╭─ Material supplied

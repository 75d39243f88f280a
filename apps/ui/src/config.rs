use std::path::PathBuf;
use std::time::Duration;

use anyhow::{ensure, Context, Result};

pub const DEFAULT_API_TIMEOUT_SECS: u64 = 10;

/// Renderer configuration loaded from environment variables.
/// Fails at startup if `CV_API_URL` is missing.
#[derive(Debug, Clone)]
pub struct Config {
    /// Base URL of the CV API; `/cv` is appended when fetching.
    pub api_url: String,
    pub api_timeout: Duration,
    /// Directory that relative `header.photo` paths resolve against.
    pub assets_dir: PathBuf,
    pub port: u16,
    pub rust_log: String,
}

impl Config {
    pub fn from_env() -> Result<Self> {
        dotenvy::dotenv().ok(); // load .env if present; ignore if missing

        let api_timeout = api_timeout(std::env::var("CV_API_TIMEOUT_SECS").ok().as_deref())
            .context("Invalid CV_API_TIMEOUT_SECS")?;

        Ok(Config {
            api_url: require_env("CV_API_URL")?,
            api_timeout,
            assets_dir: std::env::var("CV_ASSETS_DIR")
                .map(PathBuf::from)
                .unwrap_or_else(|_| PathBuf::from(".")),
            port: std::env::var("PORT")
                .unwrap_or_else(|_| "8501".to_string())
                .parse::<u16>()
                .context("PORT must be a valid port number")?,
            rust_log: std::env::var("RUST_LOG").unwrap_or_else(|_| "info".to_string()),
        })
    }
}

/// Fetch timeout in whole seconds, `DEFAULT_API_TIMEOUT_SECS` when unset.
/// Zero is rejected.
fn api_timeout(raw: Option<&str>) -> Result<Duration> {
    let Some(raw) = raw else {
        return Ok(Duration::from_secs(DEFAULT_API_TIMEOUT_SECS));
    };
    let secs = raw
        .trim()
        .parse::<u64>()
        .with_context(|| format!("'{raw}' is not a whole number of seconds"))?;
    ensure!(secs > 0, "timeout must be at least 1 second");
    Ok(Duration::from_secs(secs))
}

fn require_env(key: &str) -> Result<String> {
    std::env::var(key).with_context(|| format!("Required environment variable '{key}' is not set"))
}
use axum::{
    http::StatusCode,
    response::{IntoResponse, Response},
    Json,
};
use serde_json::json;
use thiserror::Error;

/// Application-level error type.
/// Implements `IntoResponse` so Axum handlers can return `Result<T, AppError>`.
#[derive(Debug, Error)]
pub enum AppError {
    #[error("Not found: {0}")]
    NotFound(String),

    #[error("Invalid data: {0}")]
    InvalidData(String),

    #[error("Method not allowed: {0}")]
    MethodNotAllowed(String),

    #[error("Internal server error: {0}")]
    Internal(#[from] anyhow::Error),
}

impl IntoResponse for AppError {
    fn into_response(self) -> Response {
        let (status, code, message) = match &self {
            AppError::NotFound(msg) => (StatusCode::NOT_FOUND, "NOT_FOUND", msg.clone()),
            AppError::InvalidData(msg) => {
                tracing::error!("Invalid data: {msg}");
                (StatusCode::INTERNAL_SERVER_ERROR, "INVALID_DATA", msg.clone())
            }
            AppError::MethodNotAllowed(method) => (
                StatusCode::METHOD_NOT_ALLOWED,
                "METHOD_NOT_ALLOWED",
                format!("Method {method} is not allowed; only GET is supported"),
            ),
            AppError::Internal(e) => {
                tracing::error!("Internal error: {e:?}");
                (
                    StatusCode::INTERNAL_SERVER_ERROR,
                    "INTERNAL_ERROR",
                    "An internal server error occurred".to_string(),
                )
            }
        };

        let body = Json(json!({
            "error": {
                "code": code,
                "message": message
            }
        }));

        (status, body).into_response()
    }
}

#[cfg(test)]
mod tests {
    use super::*;

    async fn body_json(response: Response) -> serde_json::Value {
        let bytes = axum::body::to_bytes(response.into_body(), usize::MAX)
            .await
            .unwrap();
        serde_json::from_slice(&bytes).unwrap()
    }

    #[tokio::test]
    async fn test_not_found_maps_to_404() {
        let response = AppError::NotFound("cv_data not found".into()).into_response();
        assert_eq!(response.status(), StatusCode::NOT_FOUND);
        let body = body_json(response).await;
        assert_eq!(body["error"]["code"], "NOT_FOUND");
        assert_eq!(body["error"]["message"], "cv_data not found");
    }

    #[tokio::test]
    async fn test_invalid_data_maps_to_500() {
        let response = AppError::InvalidData("invalid JSON".into()).into_response();
        assert_eq!(response.status(), StatusCode::INTERNAL_SERVER_ERROR);
        assert_eq!(body_json(response).await["error"]["code"], "INVALID_DATA");
    }

    #[tokio::test]
    async fn test_internal_hides_details() {
        let error = AppError::Internal(anyhow::anyhow!("permission denied on /srv/cv.json"));
        let response = error.into_response();
        assert_eq!(response.status(), StatusCode::INTERNAL_SERVER_ERROR);
        let body = body_json(response).await;
        assert_eq!(body["error"]["code"], "INTERNAL_ERROR");
        assert!(!body["error"]["message"]
            .as_str()
            .unwrap()
            .contains("/srv/cv.json"));
    }
}
use axum::{extract::State, Json};
use serde_json::Value;
use tracing::info;

use crate::errors::AppError;
use crate::state::AppState;

/// GET /cv
/// Returns the CV document exactly as stored on disk.
pub async fn handle_get_cv(State(state): State<AppState>) -> Result<Json<Value>, AppError> {
    let document = state.store.load().await?;
    info!("Served CV document from {}", state.store.path().display());
    Ok(Json(document))
}
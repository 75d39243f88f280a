//! Read-only access to the CV document on disk.
//!
//! The document is read fresh on every call and returned as opaque JSON.
//! No schema validation happens here; the renderer owns the typed view.

use std::io::ErrorKind;
use std::path::{Path, PathBuf};

use serde_json::Value;
use tracing::debug;

use crate::errors::AppError;

#[derive(Debug, Clone)]
pub struct CvStore {
    path: PathBuf,
}

impl CvStore {
    pub fn new(path: impl Into<PathBuf>) -> Self {
        Self { path: path.into() }
    }

    pub fn path(&self) -> &Path {
        &self.path
    }

    /// Loads and parses the document.
    ///
    /// Missing file → `NotFound`, malformed JSON → `InvalidData`, any other
    /// I/O failure → `Internal`.
    pub async fn load(&self) -> Result<Value, AppError> {
        let bytes = match tokio::fs::read(&self.path).await {
            Ok(bytes) => bytes,
            Err(e) if e.kind() == ErrorKind::NotFound => {
                return Err(AppError::NotFound("cv_data not found".to_string()));
            }
            Err(e) => {
                return Err(AppError::Internal(anyhow::Error::new(e).context(format!(
                    "Failed to read CV file {}",
                    self.path.display()
                ))));
            }
        };

        debug!("Read {} bytes from {}", bytes.len(), self.path.display());

        // Logged once, by `AppError::into_response`.
        serde_json::from_slice(&bytes)
            .map_err(|e| AppError::InvalidData(format!("invalid JSON: {e}")))
    }
}

#[cfg(test)]
mod tests {
    use super::*;
    use std::io::Write;
    use tempfile::NamedTempFile;

    fn write_temp(contents: &str) -> NamedTempFile {
        let mut file = NamedTempFile::new().unwrap();
        file.write_all(contents.as_bytes()).unwrap();
        file
    }

    #[tokio::test]
    async fn test_missing_file_is_not_found() {
        let dir = tempfile::tempdir().unwrap();
        let store = CvStore::new(dir.path().join("absent.json"));
        assert!(matches!(store.load().await, Err(AppError::NotFound(_))));
    }

    #[tokio::test]
    async fn test_malformed_json_is_invalid_data() {
        let file = write_temp("{\"header\": {\"name\": ");
        let store = CvStore::new(file.path());
        assert!(matches!(store.load().await, Err(AppError::InvalidData(_))));
    }

    #[tokio::test]
    async fn test_empty_file_is_invalid_data() {
        let file = write_temp("");
        let store = CvStore::new(file.path());
        assert!(matches!(store.load().await, Err(AppError::InvalidData(_))));
    }

    #[tokio::test]
    async fn test_directory_path_is_internal() {
        let dir = tempfile::tempdir().unwrap();
        let store = CvStore::new(dir.path());
        assert!(matches!(store.load().await, Err(AppError::Internal(_))));
    }

    #[tokio::test]
    async fn test_valid_document_passes_through() {
        // No schema check: unknown keys and missing sections survive untouched.
        let file = write_temp(r#"{"zeta": 1, "header": {"name": "Ana"}, "alpha": [true, null]}"#);
        let store = CvStore::new(file.path());
        let value = store.load().await.unwrap();

        assert_eq!(value["header"]["name"], "Ana");
        assert_eq!(value["alpha"], serde_json::json!([true, null]));
        let keys: Vec<&str> = value
            .as_object()
            .unwrap()
            .keys()
            .map(String::as_str)
            .collect();
        assert_eq!(keys, vec!["zeta", "header", "alpha"]);
    }

    #[tokio::test]
    async fn test_reads_fresh_on_every_call() {
        let file = write_temp(r#"{"v": 1}"#);
        let store = CvStore::new(file.path());
        assert_eq!(store.load().await.unwrap()["v"], 1);

        std::fs::write(file.path(), r#"{"v": 2}"#).unwrap();
        assert_eq!(store.load().await.unwrap()["v"], 2);
    }
}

╰─

What you should do: For each line of the data that includes the word "ErrorKind", return a copy of it.

Solution for this task:
use std::io::ErrorKind;
            Err(e) if e.kind() == ErrorKind::NotFound => {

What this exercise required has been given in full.